Re-opening previously closed PR #26245 against the new OSS staging branch (the original target `litellm_oss_branch` was deleted on 2026-04-27 as part of the maintainer branch rotation).

Relevant issues

Fixes #26193

Type

Bug Fix

Problem

`stream_chunk_builder` unconditionally calls `ChunkProcessor.count_reasoning_tokens`, which recomputes `reasoning_tokens` via `tiktoken.encode()` — a C extension that holds the GIL for tens of seconds on large reasoning responses (Claude extended thinking, OpenAI o1/o3, Gemini thinking, 100k+ tokens).
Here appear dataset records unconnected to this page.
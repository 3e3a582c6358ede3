//! Navigation bar host contract.
//!
//! The bar is owned by the host; this crate only hands it options and the
//! callback its action button fires.

use crate::export::ExportPipeline;
use crate::page::{escape_attr, escape_text};
use crate::ExportOptions;
use serde::{Deserialize, Serialize};
use std::sync::{Arc, Mutex};

pub type Action = Arc<dyn Fn() + Send + Sync>;

#[derive(Debug, Clone, PartialEq, Serialize, Deserialize)]
pub struct Contact {
    pub label: String,
    pub href: String,
}

#[derive(Debug, Clone, Default, Serialize, Deserialize)]
#[serde(default, rename_all = "camelCase")]
pub struct NavbarOptions {
    pub show_action_button: bool,
    pub contact_list: Vec<Contact>,
}

pub trait NavbarHost: Send + Sync {
    fn init(&self, options: NavbarOptions, action: Action);
}

/// Wire the bar's action button to `pipeline.export(options)`.
///
/// Each press spawns one export on the runtime current at attach time and
/// returns immediately. Failures are already logged and notified by the
/// pipeline, so the spawned task drops them.
pub fn attach_export<H: NavbarHost + ?Sized>(
    host: &H,
    navbar: NavbarOptions,
    pipeline: Arc<ExportPipeline>,
    options: ExportOptions,
) {
    let handle = tokio::runtime::Handle::current();
    let action: Action = Arc::new(move || {
        let pipeline = pipeline.clone();
        let options = options.clone();
        handle.spawn(async move {
            if pipeline.export(options).await.is_err() {
                log::debug!("Export triggered from navbar did not complete");
            }
        });
    });
    host.init(navbar, action);
}

/// Static markup navbar
///
/// Renders the bar as HTML and fires the stored action on `click`.
#[derive(Default)]
pub struct HtmlNavbar {
    state: Mutex<Option<(NavbarOptions, Action)>>,
}

impl HtmlNavbar {
    pub fn new() -> Self {
        Self::default()
    }

    /// Press the action button. Returns false when there is none.
    pub fn click(&self) -> bool {
        let action = {
            let g = self.state.lock().unwrap_or_else(|e| e.into_inner());
            match g.as_ref() {
                Some((opts, action)) if opts.show_action_button => action.clone(),
                _ => return false,
            }
        };
        action();
        true
    }

    pub fn to_html(&self) -> String {
        let g = self.state.lock().unwrap_or_else(|e| e.into_inner());
        let Some((opts, _)) = g.as_ref() else {
            return String::new();
        };
        let mut html = String::from("<nav role=\"navigation\"><ul>");
        for c in &opts.contact_list {
            html.push_str(&format!(
                "<li><a href=\"{}\">{}</a></li>",
                escape_attr(&c.href),
                escape_text(&c.label)
            ));
        }
        html.push_str("</ul>");
        if opts.show_action_button {
            html.push_str("<button type=\"button\" aria-label=\"Download PDF\">PDF</button>");
        }
        html.push_str("</nav>");
        html
    }
}

impl NavbarHost for HtmlNavbar {
    fn init(&self, options: NavbarOptions, action: Action) {
        log::debug!(
            "Navbar initialised with {} contacts, action button {}",
            options.contact_list.len(),
            if options.show_action_button { "shown" } else { "hidden" }
        );
        *self.state.lock().unwrap_or_else(|e| e.into_inner()) = Some((options, action));
    }
}

#[cfg(test)]
mod tests {
    use super::*;
    use crate::export::Notifier;
    use crate::fetch::ResourceFetcher;
    use crate::page::Page;
    use crate::rendering::raster::SoftwareRasterizer;
    use crate::scope::GlobalScope;
    use crate::writer::PdfWriterFactory;
    use crate::{Error, ExportState, ResourceLoader, SiteConfig};
    use async_trait::async_trait;
    use std::sync::RwLock;
    use std::time::Duration;

    struct NoFetch;

    #[async_trait]
    impl ResourceFetcher for NoFetch {
        async fn fetch(&self, url: &str) -> crate::Result<Vec<u8>> {
            Err(Error::Fetch(url.to_string()))
        }
    }

    #[derive(Default)]
    struct Collect(Mutex<Vec<String>>);

    impl Notifier for Collect {
        fn notify(&self, message: &str) {
            self.0.lock().unwrap().push(message.to_string());
        }
    }

    fn navbar_options() -> NavbarOptions {
        NavbarOptions {
            show_action_button: true,
            contact_list: vec![Contact {
                label: "Mail & more".into(),
                href: "mailto:jane@example.com".into(),
            }],
        }
    }

    #[test]
    fn markup_lists_contacts_and_button() {
        let bar = HtmlNavbar::new();
        assert_eq!(bar.to_html(), "");
        bar.init(navbar_options(), Arc::new(|| {}));
        let html = bar.to_html();
        assert!(html.contains("href=\"mailto:jane@example.com\""));
        assert!(html.contains("Mail &amp; more"));
        assert!(html.contains("<button"));
    }

    #[test]
    fn hidden_button_does_not_fire() {
        let bar = HtmlNavbar::new();
        let opts = NavbarOptions { show_action_button: false, ..navbar_options() };
        bar.init(opts, Arc::new(|| panic!("should not fire")));
        assert!(!bar.click());
    }

    #[tokio::test(flavor = "multi_thread", worker_threads = 2)]
    async fn click_runs_export_and_failure_is_only_notified() {
        let dir = tempfile::tempdir().unwrap();
        let site = SiteConfig::default();
        let loader = ResourceLoader::new(
            Arc::new(NoFetch),
            Arc::new(GlobalScope::with_names(site.bundled_probes())),
        );
        let page = Page::new("t").with_mount("cv");
        let notes = Arc::new(Collect::default());
        let pipeline = Arc::new(
            ExportPipeline::new(
                loader,
                Arc::new(RwLock::new(page)),
                Arc::new(SoftwareRasterizer),
                Arc::new(PdfWriterFactory::new(dir.path())),
            )
            .with_notifier(notes.clone()),
        );

        let bar = HtmlNavbar::new();
        let missing = ExportOptions { selector: Some("#missing".into()), ..Default::default() };
        attach_export(&bar, navbar_options(), pipeline.clone(), missing);
        assert!(bar.click());

        for _ in 0..100 {
            if !notes.0.lock().unwrap().is_empty() {
                break;
            }
            tokio::time::sleep(Duration::from_millis(10)).await;
        }
        assert!(matches!(pipeline.state(), ExportState::Failed(_)));
        assert_eq!(notes.0.lock().unwrap().len(), 1);
        assert!(std::fs::read_dir(dir.path()).unwrap().next().is_none());
    }
}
The computed value is already discarded by `calculate_usage` when the provider supplied `reasoning_tokens` in a streaming usage chunk. All major reasoning providers do supply this — so in the common case the expensive recount runs purely to be thrown away while blocking the event loop long enough for K8s to SIGKILL the pod.

Fix

Inspect chunks for `completion_tokens_details.reasoning_tokens` first. If present, skip the local tiktoken recount entirely. Slow-path fallback preserved for providers that emit `reasoning_content` without reporting usage.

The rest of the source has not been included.